Provided material below:

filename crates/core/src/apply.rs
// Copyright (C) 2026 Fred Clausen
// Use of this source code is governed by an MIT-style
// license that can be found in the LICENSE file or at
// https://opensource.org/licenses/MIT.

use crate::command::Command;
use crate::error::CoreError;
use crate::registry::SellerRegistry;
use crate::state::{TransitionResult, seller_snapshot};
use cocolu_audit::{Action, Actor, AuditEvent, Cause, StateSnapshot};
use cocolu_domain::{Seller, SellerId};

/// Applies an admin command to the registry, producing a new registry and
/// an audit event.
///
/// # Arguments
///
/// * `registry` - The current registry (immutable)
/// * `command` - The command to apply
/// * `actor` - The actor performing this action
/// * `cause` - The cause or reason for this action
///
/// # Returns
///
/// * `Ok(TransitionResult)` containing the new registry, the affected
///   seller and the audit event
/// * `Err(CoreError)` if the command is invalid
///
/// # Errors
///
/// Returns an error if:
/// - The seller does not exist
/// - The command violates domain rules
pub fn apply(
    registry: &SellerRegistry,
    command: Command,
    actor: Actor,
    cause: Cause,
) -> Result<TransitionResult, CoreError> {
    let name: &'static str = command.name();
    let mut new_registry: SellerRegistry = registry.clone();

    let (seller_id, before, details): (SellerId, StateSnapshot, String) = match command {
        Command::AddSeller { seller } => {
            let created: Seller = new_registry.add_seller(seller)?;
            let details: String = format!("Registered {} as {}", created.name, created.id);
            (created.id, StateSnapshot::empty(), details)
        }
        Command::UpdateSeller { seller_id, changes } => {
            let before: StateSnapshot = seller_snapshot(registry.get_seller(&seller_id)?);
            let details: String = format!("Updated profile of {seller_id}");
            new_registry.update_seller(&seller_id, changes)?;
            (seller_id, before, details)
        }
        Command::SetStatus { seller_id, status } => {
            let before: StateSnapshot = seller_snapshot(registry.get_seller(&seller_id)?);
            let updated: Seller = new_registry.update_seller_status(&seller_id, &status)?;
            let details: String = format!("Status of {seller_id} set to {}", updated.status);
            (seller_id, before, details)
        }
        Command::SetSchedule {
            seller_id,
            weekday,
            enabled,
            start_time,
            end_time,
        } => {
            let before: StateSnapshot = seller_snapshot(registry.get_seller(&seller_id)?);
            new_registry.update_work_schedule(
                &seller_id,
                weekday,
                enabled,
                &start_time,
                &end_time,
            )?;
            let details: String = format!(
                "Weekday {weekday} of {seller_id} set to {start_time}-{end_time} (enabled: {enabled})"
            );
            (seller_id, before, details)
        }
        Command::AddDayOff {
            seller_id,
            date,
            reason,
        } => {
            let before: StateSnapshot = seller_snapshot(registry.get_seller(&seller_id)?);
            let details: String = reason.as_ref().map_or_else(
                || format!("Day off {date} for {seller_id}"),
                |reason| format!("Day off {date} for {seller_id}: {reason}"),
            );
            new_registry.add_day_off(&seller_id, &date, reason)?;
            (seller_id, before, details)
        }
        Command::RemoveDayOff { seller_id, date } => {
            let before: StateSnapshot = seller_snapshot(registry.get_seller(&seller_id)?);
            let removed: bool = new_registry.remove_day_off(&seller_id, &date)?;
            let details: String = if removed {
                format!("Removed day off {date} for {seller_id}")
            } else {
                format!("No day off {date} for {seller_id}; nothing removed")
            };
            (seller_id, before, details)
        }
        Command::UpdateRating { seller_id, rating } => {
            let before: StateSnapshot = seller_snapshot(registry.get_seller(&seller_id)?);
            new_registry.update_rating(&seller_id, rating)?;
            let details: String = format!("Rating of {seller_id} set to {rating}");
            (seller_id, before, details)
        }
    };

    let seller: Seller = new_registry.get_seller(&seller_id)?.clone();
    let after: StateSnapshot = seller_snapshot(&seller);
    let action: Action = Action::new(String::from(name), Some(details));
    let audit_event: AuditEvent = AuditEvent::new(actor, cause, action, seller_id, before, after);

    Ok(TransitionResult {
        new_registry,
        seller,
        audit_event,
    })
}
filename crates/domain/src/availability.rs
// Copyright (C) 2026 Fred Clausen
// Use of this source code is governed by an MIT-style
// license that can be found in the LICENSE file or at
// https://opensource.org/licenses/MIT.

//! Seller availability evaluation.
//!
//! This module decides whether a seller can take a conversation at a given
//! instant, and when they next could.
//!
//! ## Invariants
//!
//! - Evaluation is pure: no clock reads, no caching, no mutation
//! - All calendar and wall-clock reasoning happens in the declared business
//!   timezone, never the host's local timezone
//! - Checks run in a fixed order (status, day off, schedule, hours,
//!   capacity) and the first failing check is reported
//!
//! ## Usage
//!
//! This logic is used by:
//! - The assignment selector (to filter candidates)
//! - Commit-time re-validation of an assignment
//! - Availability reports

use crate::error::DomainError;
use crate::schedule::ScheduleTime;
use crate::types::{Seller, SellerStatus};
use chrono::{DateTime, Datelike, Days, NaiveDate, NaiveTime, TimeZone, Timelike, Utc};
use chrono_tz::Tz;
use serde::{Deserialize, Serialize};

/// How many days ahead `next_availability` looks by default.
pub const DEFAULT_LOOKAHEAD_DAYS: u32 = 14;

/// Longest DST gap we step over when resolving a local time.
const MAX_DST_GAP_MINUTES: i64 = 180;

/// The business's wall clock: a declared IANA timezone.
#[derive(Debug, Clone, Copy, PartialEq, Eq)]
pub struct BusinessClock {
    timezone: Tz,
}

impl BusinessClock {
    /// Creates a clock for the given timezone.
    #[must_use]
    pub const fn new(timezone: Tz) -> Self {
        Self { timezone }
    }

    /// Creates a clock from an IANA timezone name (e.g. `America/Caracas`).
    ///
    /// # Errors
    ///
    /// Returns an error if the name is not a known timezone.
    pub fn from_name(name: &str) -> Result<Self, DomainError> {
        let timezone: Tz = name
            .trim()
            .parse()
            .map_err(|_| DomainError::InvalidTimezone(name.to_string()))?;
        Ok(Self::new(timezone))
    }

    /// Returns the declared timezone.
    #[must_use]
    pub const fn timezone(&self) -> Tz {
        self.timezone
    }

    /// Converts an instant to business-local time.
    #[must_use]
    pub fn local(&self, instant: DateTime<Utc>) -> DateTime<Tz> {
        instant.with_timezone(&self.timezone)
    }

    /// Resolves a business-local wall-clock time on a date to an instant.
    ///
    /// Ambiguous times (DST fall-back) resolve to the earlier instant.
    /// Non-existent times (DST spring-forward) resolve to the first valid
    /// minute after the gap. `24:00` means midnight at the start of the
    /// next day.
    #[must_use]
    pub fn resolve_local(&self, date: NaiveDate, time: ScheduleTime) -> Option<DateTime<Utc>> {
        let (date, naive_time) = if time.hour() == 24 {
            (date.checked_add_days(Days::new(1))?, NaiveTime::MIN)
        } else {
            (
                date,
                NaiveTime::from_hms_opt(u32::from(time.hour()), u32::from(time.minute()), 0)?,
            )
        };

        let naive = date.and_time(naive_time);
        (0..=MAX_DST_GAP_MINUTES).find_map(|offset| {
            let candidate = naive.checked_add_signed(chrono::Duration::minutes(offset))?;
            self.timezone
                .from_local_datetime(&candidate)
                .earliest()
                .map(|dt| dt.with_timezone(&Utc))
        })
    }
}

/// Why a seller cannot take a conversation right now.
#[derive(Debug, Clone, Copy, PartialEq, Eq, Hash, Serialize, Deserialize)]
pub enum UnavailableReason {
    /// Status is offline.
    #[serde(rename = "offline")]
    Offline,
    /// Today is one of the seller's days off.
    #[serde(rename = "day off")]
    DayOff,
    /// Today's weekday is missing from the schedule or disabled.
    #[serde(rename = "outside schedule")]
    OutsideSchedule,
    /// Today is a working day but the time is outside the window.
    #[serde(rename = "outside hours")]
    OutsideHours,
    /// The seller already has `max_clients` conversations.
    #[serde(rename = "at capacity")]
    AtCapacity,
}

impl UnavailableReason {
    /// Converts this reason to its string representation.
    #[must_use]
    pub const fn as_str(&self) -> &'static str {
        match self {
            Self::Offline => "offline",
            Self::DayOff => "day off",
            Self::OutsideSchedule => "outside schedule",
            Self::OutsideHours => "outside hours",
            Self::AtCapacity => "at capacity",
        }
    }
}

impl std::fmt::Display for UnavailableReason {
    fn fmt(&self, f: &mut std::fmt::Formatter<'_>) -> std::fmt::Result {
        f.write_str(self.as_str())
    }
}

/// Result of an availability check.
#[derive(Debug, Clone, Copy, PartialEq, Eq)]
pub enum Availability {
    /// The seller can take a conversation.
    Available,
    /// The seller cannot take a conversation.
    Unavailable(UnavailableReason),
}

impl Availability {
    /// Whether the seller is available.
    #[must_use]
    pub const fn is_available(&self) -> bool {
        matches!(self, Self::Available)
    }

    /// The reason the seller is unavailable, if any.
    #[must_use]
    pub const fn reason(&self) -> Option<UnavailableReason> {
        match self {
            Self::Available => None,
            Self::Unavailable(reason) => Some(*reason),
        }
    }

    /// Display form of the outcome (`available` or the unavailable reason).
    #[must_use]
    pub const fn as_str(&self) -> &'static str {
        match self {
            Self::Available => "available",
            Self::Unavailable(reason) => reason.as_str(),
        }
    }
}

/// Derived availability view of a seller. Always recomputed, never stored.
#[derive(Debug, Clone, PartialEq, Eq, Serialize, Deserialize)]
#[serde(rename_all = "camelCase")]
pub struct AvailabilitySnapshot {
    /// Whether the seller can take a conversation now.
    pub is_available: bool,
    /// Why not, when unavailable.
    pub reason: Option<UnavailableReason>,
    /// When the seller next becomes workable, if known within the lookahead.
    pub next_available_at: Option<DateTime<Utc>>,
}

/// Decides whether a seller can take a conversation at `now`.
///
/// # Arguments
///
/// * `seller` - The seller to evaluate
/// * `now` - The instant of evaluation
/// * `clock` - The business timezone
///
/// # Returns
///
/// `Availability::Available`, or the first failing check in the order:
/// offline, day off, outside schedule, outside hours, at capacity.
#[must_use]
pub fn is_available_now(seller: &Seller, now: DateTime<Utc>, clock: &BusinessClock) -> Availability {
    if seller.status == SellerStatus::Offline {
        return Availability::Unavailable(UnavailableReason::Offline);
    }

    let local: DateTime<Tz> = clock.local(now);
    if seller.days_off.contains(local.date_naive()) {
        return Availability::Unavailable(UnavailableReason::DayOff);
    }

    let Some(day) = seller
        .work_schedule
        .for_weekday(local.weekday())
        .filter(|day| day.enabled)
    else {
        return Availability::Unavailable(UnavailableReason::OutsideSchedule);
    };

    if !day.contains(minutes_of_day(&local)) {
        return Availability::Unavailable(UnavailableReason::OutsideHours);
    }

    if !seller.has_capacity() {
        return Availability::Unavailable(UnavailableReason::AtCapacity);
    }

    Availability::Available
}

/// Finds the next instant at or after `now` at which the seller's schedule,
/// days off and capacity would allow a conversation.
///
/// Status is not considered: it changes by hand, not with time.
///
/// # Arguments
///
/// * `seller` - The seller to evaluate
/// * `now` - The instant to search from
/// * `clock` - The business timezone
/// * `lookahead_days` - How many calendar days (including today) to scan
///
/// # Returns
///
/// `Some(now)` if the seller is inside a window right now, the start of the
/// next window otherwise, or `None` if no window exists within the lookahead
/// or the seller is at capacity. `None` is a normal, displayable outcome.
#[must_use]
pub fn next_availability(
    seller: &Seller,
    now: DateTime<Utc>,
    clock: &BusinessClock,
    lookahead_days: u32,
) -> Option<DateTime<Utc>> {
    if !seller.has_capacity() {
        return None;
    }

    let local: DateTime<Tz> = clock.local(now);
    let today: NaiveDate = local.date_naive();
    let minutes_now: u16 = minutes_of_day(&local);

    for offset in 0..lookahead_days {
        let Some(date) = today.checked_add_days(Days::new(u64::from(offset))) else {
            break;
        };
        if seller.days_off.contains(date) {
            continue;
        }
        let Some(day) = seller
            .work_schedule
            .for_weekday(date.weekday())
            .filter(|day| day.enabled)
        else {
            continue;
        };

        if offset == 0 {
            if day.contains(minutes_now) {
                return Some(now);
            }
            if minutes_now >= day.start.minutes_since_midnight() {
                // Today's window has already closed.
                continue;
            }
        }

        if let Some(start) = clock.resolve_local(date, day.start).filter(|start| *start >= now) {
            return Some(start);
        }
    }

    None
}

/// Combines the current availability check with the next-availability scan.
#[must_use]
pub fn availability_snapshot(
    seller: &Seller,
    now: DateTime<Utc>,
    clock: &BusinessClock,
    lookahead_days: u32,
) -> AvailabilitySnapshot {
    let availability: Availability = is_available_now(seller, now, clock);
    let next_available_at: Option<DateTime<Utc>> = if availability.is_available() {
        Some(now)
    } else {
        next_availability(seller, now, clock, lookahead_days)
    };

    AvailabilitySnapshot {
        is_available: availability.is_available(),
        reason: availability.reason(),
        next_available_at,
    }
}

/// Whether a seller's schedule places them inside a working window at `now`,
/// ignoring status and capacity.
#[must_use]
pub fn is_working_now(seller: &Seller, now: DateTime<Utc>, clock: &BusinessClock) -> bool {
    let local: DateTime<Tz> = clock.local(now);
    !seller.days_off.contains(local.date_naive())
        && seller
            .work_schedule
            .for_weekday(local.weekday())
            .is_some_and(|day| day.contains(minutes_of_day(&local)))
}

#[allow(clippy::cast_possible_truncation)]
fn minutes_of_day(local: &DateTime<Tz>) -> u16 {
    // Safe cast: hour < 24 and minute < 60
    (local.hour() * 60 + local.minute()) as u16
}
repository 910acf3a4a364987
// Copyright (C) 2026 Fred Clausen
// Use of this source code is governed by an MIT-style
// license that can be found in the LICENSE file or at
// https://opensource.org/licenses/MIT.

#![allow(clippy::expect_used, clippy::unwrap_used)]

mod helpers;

End of Provided material.

*What you will do*: When copying the data above, please keep exactly the lines from its first line through the line with "performing this action", both ends included, and drop the rest.

*Reply to the exercise*:
filename crates/core/src/apply.rs
// Copyright (C) 2026 Fred Clausen
// Use of this source code is governed by an MIT-style
// license that can be found in the LICENSE file or at
// https://opensource.org/licenses/MIT.

use crate::command::Command;
use crate::error::CoreError;
use crate::registry::SellerRegistry;
use crate::state::{TransitionResult, seller_snapshot};
use cocolu_audit::{Action, Actor, AuditEvent, Cause, StateSnapshot};
use cocolu_domain::{Seller, SellerId};

/// Applies an admin command to the registry, producing a new registry and
/// an audit event.
///
/// # Arguments
///
/// * `registry` - The current registry (immutable)
/// * `command` - The command to apply
/// * `actor` - The actor performing this action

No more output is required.